100 Prozent Ökostrom – „bis 2050 möglich und nötig“

08.07.2010

Das Umweltbundesamt legt eine neue Studie vor und hält darin auch längere Atomlaufzeiten für verzichtbar

Von Margit Kautenburger

Berlin. Ökostrom boomt: Schneller als erwartet wächst der Anteil der erneuerbaren Energien an der Stromversorgung. Das Umweltbundesamt hält sogar eine Komplettversorgung durch Wind, Sonne, Wasser und Co. für möglich.

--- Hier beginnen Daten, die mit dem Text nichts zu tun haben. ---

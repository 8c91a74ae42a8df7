//! Common test utilities for the potlog crate.
//!
//! - `cli`: runner for the `potlog` binary with fluent assertions
//! - `env`: serialized environment variable overrides
#![allow(dead_code)]


use std::path::PathBuf;

use potlog::store::ReadingStore;
use tempfile::TempDir;
use tracing_subscriber::EnvFilter;

pub fn init_test_logging() {
    let _ = tracing_subscriber::fmt()
        .with_env_filter(EnvFilter::from_default_env())
        .with_test_writer()
        .try_init();
}

/// A freshly initialized store inside its own temp directory.
///
/// Keep the `TempDir` alive for as long as the store is used.
///
/// # Panics
///
/// Panics if the temp directory or store cannot be created.
#[must_use]
pub fn fresh_store() -> (TempDir, ReadingStore) {
    let dir = TempDir::new().expect("temp dir");
    let path = dir.path().join("readings.db");
    ReadingStore::initialize(&path).expect("initialize store");
    (dir, ReadingStore::new(path))
}

/// Path for a store that has not been created yet.
#[must_use]
pub fn absent_store_path(dir: &TempDir) -> PathBuf {
    dir.path().join("missing.db")
}
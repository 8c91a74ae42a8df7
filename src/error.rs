//! Error types for the pot logger: device, bridge, store, and configuration.

use thiserror::Error;

/// Primary error type for pot logger operations.
#[derive(Error, Debug)]
pub enum PotError {
    // Device errors
    #[error("Could not connect to {port}: {reason}")]
    DeviceOpenFailed { port: String, reason: String },

    #[error("Not connected to instrument")]
    NotConnected,

    #[error("Communication error during query '{command}': {reason}")]
    DeviceCommunication { command: String, reason: String },

    #[error("Connected to wrong instrument: expected '{expected}', got {}", display_identity(.actual))]
    WrongInstrument {
        expected: String,
        actual: Option<String>,
    },

    // Delivery errors
    #[error("Could not post to API at {url}: {reason}")]
    Delivery { url: String, reason: String },

    // Store errors
    #[error("Database error: {0}")]
    Store(#[from] rusqlite::Error),

    #[error("Database file not found: {path}")]
    StoreMissing { path: String },

    // Configuration errors
    #[error("Configuration file not found: {path}")]
    ConfigNotFound { path: String },

    #[error("Configuration parse error: {0}")]
    ConfigParse(String),

    #[error("Invalid configuration: {0}")]
    ConfigInvalid(String),

    // Web server errors
    #[error("Web server failed to start on {addr}: {reason}")]
    WebServerFailed { addr: String, reason: String },

    // General errors
    #[error("IO error: {0}")]
    Io(#[from] std::io::Error),

    #[error("{0}")]
    Other(String),
}

fn display_identity(actual: &Option<String>) -> String {
    actual
        .as_deref()
        .map_or_else(|| "no response".to_string(), |id| format!("'{id}'"))
}

impl PotError {
    /// Returns true if the error is recoverable by the user.
    pub const fn is_user_recoverable(&self) -> bool {
        matches!(
            self,
            Self::DeviceOpenFailed { .. }
                | Self::WrongInstrument { .. }
                | Self::StoreMissing { .. }
                | Self::ConfigNotFound { .. }
                | Self::ConfigInvalid(_)
                | Self::WebServerFailed { .. }
        )
    }

    /// Returns a suggestion for how to fix the error.
    pub fn suggestion(&self) -> Option<&'static str> {
        match self {
            Self::DeviceOpenFailed { .. } => {
                Some("Check the USB cable, then run: potlog ports")
            }
            Self::WrongInstrument { .. } => {
                Some("Check that the sensor kit firmware is flashed and --port points at it")
            }
            Self::StoreMissing { .. } => Some("Run: potlog init-db"),
            Self::ConfigNotFound { .. } => Some("Pass an existing file with --config"),
            Self::WebServerFailed { .. } => Some("Use --bind to choose a free address"),
            _ => None,
        }
    }
}

/// Convenience type alias for Results using PotError.
pub type Result<T> = std::result::Result<T, PotError>;

/// Extension trait for adding context to errors.
pub trait ResultExt<T> {
    fn with_context<F, S>(self, f: F) -> Result<T>
    where
        F: FnOnce() -> S,
        S: Into<String>;
}

impl<T, E: std::error::Error> ResultExt<T> for std::result::Result<T, E> {
    fn with_context<F, S>(self, f: F) -> Result<T>
    where
        F: FnOnce() -> S,
        S: Into<String>,
    {
        self.map_err(|e| PotError::Other(format!("{}: {e}", f().into())))
    }
}
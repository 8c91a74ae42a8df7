//! Configuration for the bridge, the API server and the reading store.
//!
//! Settings come from built-in defaults, optionally overlaid by a TOML or
//! YAML file, and finally by command-line flags (applied in `main`).

mod loader;
mod settings;

pub use loader::{default_config_path, load_file, load_from_str, load_settings, ConfigFormat};
pub use settings::{
    ApiSettings, BridgeSettings, DeviceSettings, Settings, StoreSettings, DEFAULT_API_TIMEOUT_MS,
    DEFAULT_API_URL, DEFAULT_BAUD_RATE, DEFAULT_BIND, DEFAULT_DEVICE_TIMEOUT_MS,
    DEFAULT_IDENTITY, DEFAULT_INTERVAL_MS, DEFAULT_PORT, DEFAULT_SETTLE_MS, DEFAULT_STORE_PATH,
};
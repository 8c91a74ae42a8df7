//! Bridge startup checks and poll loop timing, against the mock instrument.
//!
//! Loop tests run on paused tokio time: the bridge polls at t=0, 2 and 4
//! seconds and is cancelled at t=5, so every run sees three iterations.

use std::time::Duration;

use potlog::bridge::mock::RecordingSink;
use potlog::bridge::{run_bridge, Bridge, BridgeExit, BridgeState};
use potlog::config::DEFAULT_IDENTITY;
use potlog::device::mock::{MockInstrument, MockReply, Operation};
use potlog::device::{Instrument, IDENTITY_QUERY, MEASURE_QUERY};
use potlog::error::PotError;
use tokio_util::sync::CancellationToken;

use crate::common::init_test_logging;

const INTERVAL: Duration = Duration::from_secs(2);

fn cancel_after(delay: Duration) -> CancellationToken {
    let cancel = CancellationToken::new();
    let token = cancel.clone();
    tokio::spawn(async move {
        tokio::time::sleep(delay).await;
        token.cancel();
    });
    cancel
}

#[tokio::test(start_paused = true)]
async fn polls_every_interval_until_cancelled() {
    init_test_logging();
    let instrument =
        MockInstrument::sensor_kit().with_reply(MEASURE_QUERY, MockReply::line("512"));
    let mut bridge = Bridge::new(instrument, RecordingSink::new(), DEFAULT_IDENTITY, INTERVAL);

    let cancel = cancel_after(Duration::from_secs(5));
    let exit = run_bridge(&mut bridge, &cancel).await.unwrap();

    assert_eq!(
        exit,
        BridgeExit {
            iterations: 3,
            delivered: 3,
            skipped: 0
        }
    );
    assert_eq!(bridge.sink().attempts(), vec![512, 512, 512]);
    assert_eq!(bridge.state(), BridgeState::Terminated);
    assert!(!bridge.instrument().is_connected());
}

#[tokio::test(start_paused = true)]
async fn wrong_identity_never_measures() {
    let instrument = MockInstrument::new("/dev/mock0")
        .with_identity("SomeOtherDevice,v2.0,SN:XYZ")
        .with_reply(MEASURE_QUERY, MockReply::line("512"));
    let mut bridge = Bridge::new(instrument, RecordingSink::new(), DEFAULT_IDENTITY, INTERVAL);

    let cancel = cancel_after(Duration::from_secs(5));
    match run_bridge(&mut bridge, &cancel).await {
        Err(PotError::WrongInstrument { expected, actual }) => {
            assert_eq!(expected, DEFAULT_IDENTITY);
            assert_eq!(actual.as_deref(), Some("SomeOtherDevice,v2.0,SN:XYZ"));
        }
        other => panic!("expected WrongInstrument, got {other:?}"),
    }

    bridge.instrument().assert_never_queried(MEASURE_QUERY);
    assert_eq!(bridge.sink().attempt_count(), 0);
    assert_eq!(
        bridge.instrument().operations(),
        &[
            Operation::Connect,
            Operation::Query {
                command: IDENTITY_QUERY.to_string()
            },
            Operation::Disconnect,
        ]
    );
}

#[tokio::test(start_paused = true)]
async fn unreachable_port_terminates_before_any_query() {
    let instrument = MockInstrument::sensor_kit().failing_connect("No such file or directory");
    let mut bridge = Bridge::new(instrument, RecordingSink::new(), DEFAULT_IDENTITY, INTERVAL);

    let cancel = CancellationToken::new();
    let err = run_bridge(&mut bridge, &cancel).await.unwrap_err();

    assert!(matches!(err, PotError::DeviceOpenFailed { .. }));
    assert!(err.is_user_recoverable());
    assert!(bridge.instrument().queries().is_empty());
    assert_eq!(bridge.state(), BridgeState::Terminated);
}

#[tokio::test(start_paused = true)]
async fn non_integer_reading_is_skipped_and_loop_continues() {
    let instrument = MockInstrument::sensor_kit()
        .with_queued(MEASURE_QUERY, [MockReply::line("abc"), MockReply::line("12")])
        .with_reply(MEASURE_QUERY, MockReply::line("40"));
    let mut bridge = Bridge::new(instrument, RecordingSink::new(), DEFAULT_IDENTITY, INTERVAL);

    let cancel = cancel_after(Duration::from_secs(5));
    let exit = run_bridge(&mut bridge, &cancel).await.unwrap();

    assert_eq!(exit.iterations, 3);
    assert_eq!(exit.skipped, 1);
    assert_eq!(bridge.sink().attempts(), vec![12, 40]);
}

#[tokio::test(start_paused = true)]
async fn silent_and_failing_instrument_keep_polling() {
    let instrument = MockInstrument::sensor_kit().with_queued(
        MEASURE_QUERY,
        [
            MockReply::Silent,
            MockReply::Fail("device reports not ready".into()),
            MockReply::line("  256\r"),
        ],
    );
    let mut bridge = Bridge::new(instrument, RecordingSink::new(), DEFAULT_IDENTITY, INTERVAL);

    let cancel = cancel_after(Duration::from_secs(5));
    let exit = run_bridge(&mut bridge, &cancel).await.unwrap();

    assert_eq!(exit.iterations, 3);
    assert_eq!(exit.delivered, 1);
    assert_eq!(bridge.sink().attempts(), vec![256]);
    assert_eq!(bridge.instrument().query_count(MEASURE_QUERY), 3);
}

#[tokio::test(start_paused = true)]
async fn failed_delivery_is_dropped_not_retried() {
    let instrument =
        MockInstrument::sensor_kit().with_reply(MEASURE_QUERY, MockReply::line("99"));
    let mut bridge = Bridge::new(
        instrument,
        RecordingSink::failing("connection refused"),
        DEFAULT_IDENTITY,
        INTERVAL,
    );

    let cancel = cancel_after(Duration::from_secs(5));
    let exit = run_bridge(&mut bridge, &cancel).await.unwrap();

    assert_eq!(exit.iterations, 3);
    assert_eq!(exit.delivered, 0);
    // One attempt per reading
    assert_eq!(bridge.sink().attempt_count(), 3);
}

#[tokio::test(start_paused = true)]
async fn cancellation_cuts_the_sleep_short() {
    let instrument =
        MockInstrument::sensor_kit().with_reply(MEASURE_QUERY, MockReply::line("1"));
    let mut bridge = Bridge::new(
        instrument,
        RecordingSink::new(),
        DEFAULT_IDENTITY,
        Duration::from_secs(3600),
    );

    let started = tokio::time::Instant::now();
    let cancel = cancel_after(Duration::from_secs(1));
    let exit = run_bridge(&mut bridge, &cancel).await.unwrap();

    assert_eq!(exit.iterations, 1);
    assert!(started.elapsed() < Duration::from_secs(2));
    bridge.instrument().assert_contains(&Operation::Disconnect);
}
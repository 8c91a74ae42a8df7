//! HTTP API over the reading store.
//!
//! | Route | Success | Errors |
//! |-------|---------|--------|
//! | `POST /api/readings` | 201 `{status, message, logged_data}` | 400, 500 |
//! | `GET /api/readings/latest` | 200 `{id, timestamp, pot_value}` | 404, 500 |
//!
//! Handlers share no in-memory state; each request opens the store,
//! runs one statement, and closes it again.

mod error;
mod handlers;

pub use error::ApiError;
pub use handlers::{add_reading, integer_value, latest_reading, AppendResponse};

use std::future::Future;
use std::net::SocketAddr;

use axum::routing::{get, post};
use axum::Router;
use tokio::net::TcpListener;
use tower_http::trace::TraceLayer;
use tracing::info;

use crate::error::{PotError, Result};
use crate::store::ReadingStore;

/// Build the API router over `store`.
pub fn router(store: ReadingStore) -> Router {
    Router::new()
        .route("/api/readings", post(add_reading))
        .route("/api/readings/latest", get(latest_reading))
        .layer(TraceLayer::new_for_http())
        .with_state(store)
}

/// Bind `addr` and serve until `shutdown` resolves.
///
/// # Errors
///
/// Returns `WebServerFailed` if the address cannot be bound.
pub async fn serve<F>(addr: SocketAddr, store: ReadingStore, shutdown: F) -> Result<()>
where
    F: Future<Output = ()> + Send + 'static,
{
    let listener = TcpListener::bind(addr)
        .await
        .map_err(|e| PotError::WebServerFailed {
            addr: addr.to_string(),
            reason: e.to_string(),
        })?;
    serve_listener(listener, store, shutdown).await
}

/// Serve on an already bound listener until `shutdown` resolves.
pub async fn serve_listener<F>(listener: TcpListener, store: ReadingStore, shutdown: F) -> Result<()>
where
    F: Future<Output = ()> + Send + 'static,
{
    let local = listener.local_addr()?;
    info!(addr = %local, db = %store.path().display(), "Reading store API listening");

    axum::serve(listener, router(store))
        .with_graceful_shutdown(shutdown)
        .await?;

    info!("Reading store API stopped");
    Ok(())
}
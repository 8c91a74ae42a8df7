//! Device bridge: poll the instrument and forward readings to the API.
//!
//! # States
//!
//! ```text
//! Disconnected ──start()──▶ Connecting ──ok──▶ IdentityCheck ──match──▶ Polling
//!                               │                   │                      │
//!                             error             mismatch               interrupt
//!                               ▼                   ▼                      ▼
//!                           Terminated ◀────────────┴──────────────────────┘
//! ```
//!
//! `Terminated` is the closed, final state: the session has been
//! disconnected and the bridge does nothing further.
//!
//! Only the two startup checks are fatal. Inside the poll loop every
//! failure becomes a [`PollOutcome`], is logged, and the loop carries on
//! after the usual interval.

pub mod mock;
mod sink;

pub use sink::{DeliveryPayload, HttpSink, ReadingSink};

use std::time::Duration;

use serde::Serialize;
use tokio_util::sync::CancellationToken;
use tracing::{error, info, instrument, warn};

use crate::device::{Instrument, IDENTITY_QUERY, MEASURE_QUERY};
use crate::error::{PotError, Result};

/// Lifecycle of a bridge.
#[derive(Debug, Clone, Copy, PartialEq, Eq, Serialize)]
#[serde(rename_all = "snake_case")]
pub enum BridgeState {
    Disconnected,
    Connecting,
    IdentityCheck,
    Polling,
    Terminated,
}

/// What happened in one poll iteration.
#[derive(Debug, Clone, PartialEq, Eq)]
pub enum PollOutcome {
    /// Reading parsed and accepted by the sink.
    Delivered { value: i64 },
    /// The instrument sent nothing before the read timeout.
    NoData,
    /// The instrument sent something that is not an integer.
    NonInteger { raw: String },
    /// The exchange with the instrument failed.
    QueryFailed { reason: String },
    /// Reading parsed but the sink rejected it; it is dropped.
    DeliveryFailed { value: i64, reason: String },
}

/// Totals reported when the poll loop ends.
#[derive(Debug, Clone, Copy, Default, PartialEq, Eq, Serialize)]
pub struct BridgeExit {
    pub iterations: u64,
    pub delivered: u64,
    pub skipped: u64,
}

impl BridgeExit {
    fn record(&mut self, outcome: &PollOutcome) {
        self.iterations += 1;
        if matches!(outcome, PollOutcome::Delivered { .. }) {
            self.delivered += 1;
        } else {
            self.skipped += 1;
        }
    }
}

/// Parse an instrument reply as a reading value.
pub fn parse_reading(raw: &str) -> Option<i64> {
    raw.trim().parse().ok()
}

/// Owns the instrument session and the delivery sink.
pub struct Bridge<I, S> {
    instrument: I,
    sink: S,
    identity: String,
    interval: Duration,
    state: BridgeState,
}

impl<I: Instrument, S: ReadingSink> Bridge<I, S> {
    pub fn new(instrument: I, sink: S, identity: impl Into<String>, interval: Duration) -> Self {
        Self {
            instrument,
            sink,
            identity: identity.into(),
            interval,
            state: BridgeState::Disconnected,
        }
    }

    pub const fn state(&self) -> BridgeState {
        self.state
    }

    pub const fn instrument(&self) -> &I {
        &self.instrument
    }

    pub const fn sink(&self) -> &S {
        &self.sink
    }

    /// Connect and verify the instrument's identity.
    ///
    /// On success the bridge is `Polling`. On failure it is `Terminated`
    /// with the session closed.
    ///
    /// # Errors
    ///
    /// `DeviceOpenFailed` if the port cannot be opened, `WrongInstrument`
    /// if `*IDN?` is answered with anything but the expected identity
    /// (or not answered at all).
    #[instrument(skip(self), fields(port = %self.instrument.port_name()))]
    pub fn start(&mut self) -> Result<()> {
        self.state = BridgeState::Connecting;
        if let Err(e) = self.instrument.connect() {
            error!(error = %e, "Could not connect");
            self.shutdown();
            return Err(e);
        }

        self.state = BridgeState::IdentityCheck;
        let reported = match self.instrument.query(IDENTITY_QUERY) {
            Ok(reply) => reply,
            Err(e) => {
                warn!(error = %e, "Identity query failed");
                None
            }
        };
        info!(identity = reported.as_deref().unwrap_or("<none>"), "Instrument ID");

        if reported.as_deref() == Some(self.identity.as_str()) {
            self.state = BridgeState::Polling;
            Ok(())
        } else {
            error!(expected = %self.identity, "Connected to wrong instrument");
            self.shutdown();
            Err(PotError::WrongInstrument {
                expected: self.identity.clone(),
                actual: reported,
            })
        }
    }

    /// One iteration: measure, parse, deliver. Never fails; the outcome
    /// says what happened.
    pub async fn poll_once(&mut self) -> PollOutcome {
        let raw = match self.instrument.query(MEASURE_QUERY) {
            Ok(Some(raw)) => raw,
            Ok(None) => {
                warn!("No data from sensor");
                return PollOutcome::NoData;
            }
            Err(e) => {
                error!(error = %e, command = MEASURE_QUERY, "Sensor query failed");
                return PollOutcome::QueryFailed {
                    reason: e.to_string(),
                };
            }
        };

        let Some(value) = parse_reading(&raw) else {
            warn!(raw = %raw, "Got non-integer value from sensor");
            return PollOutcome::NonInteger { raw };
        };
        info!(value, "Read value");

        match self.sink.deliver(value).await {
            Ok(()) => {
                info!(value, destination = self.sink.target(), "Posted reading to API");
                PollOutcome::Delivered { value }
            }
            Err(e) => {
                error!(value, error = %e, "Could not post to API, is it running?");
                PollOutcome::DeliveryFailed {
                    value,
                    reason: e.to_string(),
                }
            }
        }
    }

    /// Poll until `cancel` fires, sleeping `interval` between iterations.
    ///
    /// Cancellation is observed between iterations and cuts the sleep
    /// short; an exchange already in flight finishes first.
    pub async fn run(&mut self, cancel: &CancellationToken) -> BridgeExit {
        info!(
            destination = self.sink.target(),
            interval_ms = u64::try_from(self.interval.as_millis()).unwrap_or(u64::MAX),
            "Starting data loop"
        );

        let mut exit = BridgeExit::default();
        while !cancel.is_cancelled() {
            let outcome = self.poll_once().await;
            exit.record(&outcome);

            tokio::select! {
                biased;
                () = cancel.cancelled() => break,
                () = tokio::time::sleep(self.interval) => {}
            }
        }

        info!(
            iterations = exit.iterations,
            delivered = exit.delivered,
            "Shutting down"
        );
        self.shutdown();
        exit
    }

    /// Close the session and enter the terminal state. Idempotent.
    pub fn shutdown(&mut self) {
        self.instrument.disconnect();
        self.state = BridgeState::Terminated;
    }
}

/// Full bridge lifecycle: start, poll until cancelled, disconnect.
///
/// The instrument is disconnected on every path out of this function.
/// `start` blocks the calling thread (settle delay, serial reads); run this
/// on a multi-thread runtime so signal handling stays on the workers.
pub async fn run_bridge<I: Instrument, S: ReadingSink>(
    bridge: &mut Bridge<I, S>,
    cancel: &CancellationToken,
) -> Result<BridgeExit> {
    let result = match bridge.start() {
        Ok(()) => Ok(bridge.run(cancel).await),
        Err(e) => Err(e),
    };
    bridge.shutdown();
    result
}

Nach einer neuen Studie, die die Behörde gestern in Berlin vorstellte, kann die Energieversorgung in der Bundesrepublik bis 2050 allein durch erneuerbare Quellen sichergestellt werden. „Dazu bedarf es keiner Technologiesprünge, das ist mit der heute verfügbaren Technik möglich“, sagte der Präsident der Behörde, Jochen Flasbarth. Eine Verlängerung der Laufzeiten von Atomkraftwerken sei nicht nötig. „Es ist nicht ausgeschlossen, dass das Ziel trotz längerer Atomlaufzeiten erreichbar ist. Aber förderlich wären sie nicht“, sagte Flasbarth.

Vor dem Umweltbundesamt hatten schon der Sachverständigenrat für Umweltfragen und der Forschungsverbund Erneuerbare Energien eine Vollversorgung Deutschlands auf der Basis von erneuerbaren Energien für möglich erklärt. Kohle- und Atomkraftwerke passten auf Dauer nicht zum Ausbau der Erneuerbaren, weil sie Schwankungen der Wind- und Sonnenenergie nicht schnell genug ausgleichen könnten, betonen die Experten. Ein Nebeneinander würde das System ineffizient und unnötig teuer machen. Auch über den Weg zu einem Umbau der Versorgung sind sich die Gutachter einig: Die Potenziale müssen ausgeschöpft, die Energiespeicher weiterentwickelt und das Stromnetz muss der schwankenden Stromerzeugung angepasst werden. Die Studie beschreibe kein „Wolkenkuckucksheim“, sondern basiere auf realistischen Annahmen, versicherte Flasbarth.

Seine Behörde hat in einem ersten Schritt untersucht, wie der Umbau der Versorgung durch einen Regionenverbund erreicht werden könnte. Dabei würden alle regional erzeugbaren erneuerbaren Energiequellen durch ein Stromnetz vernetzt und mit Stromspeichern verbunden. Auch künftig müsse niemand frieren oder bei Kerzenschein lesen, versicherte Flasbarth, das Modell setze die Beibehaltung des bisherigen Lebensstandards voraus. Er appellierte an die Politik, frühzeitig zu entscheiden, „wohin die Reise geht“, um Investitionen in die richtige Richtung zu lenken. Das Umweltbundesamt schlägt vor, künftig ein Lastmanagement des Netzes über den Strompreis zu betreiben. Energie wäre dann teurer, wenn sie knapp ist. Industrie und Verbraucher könnten sich mit ihrem Verhalten entsprechend anpassen. Wie hoch die Kosten für den Umbau der Versorgung ausfallen, hat die Behörde nicht berechnet. Die Kosten für den Klimawandel seien aber höher, so Flasbarth.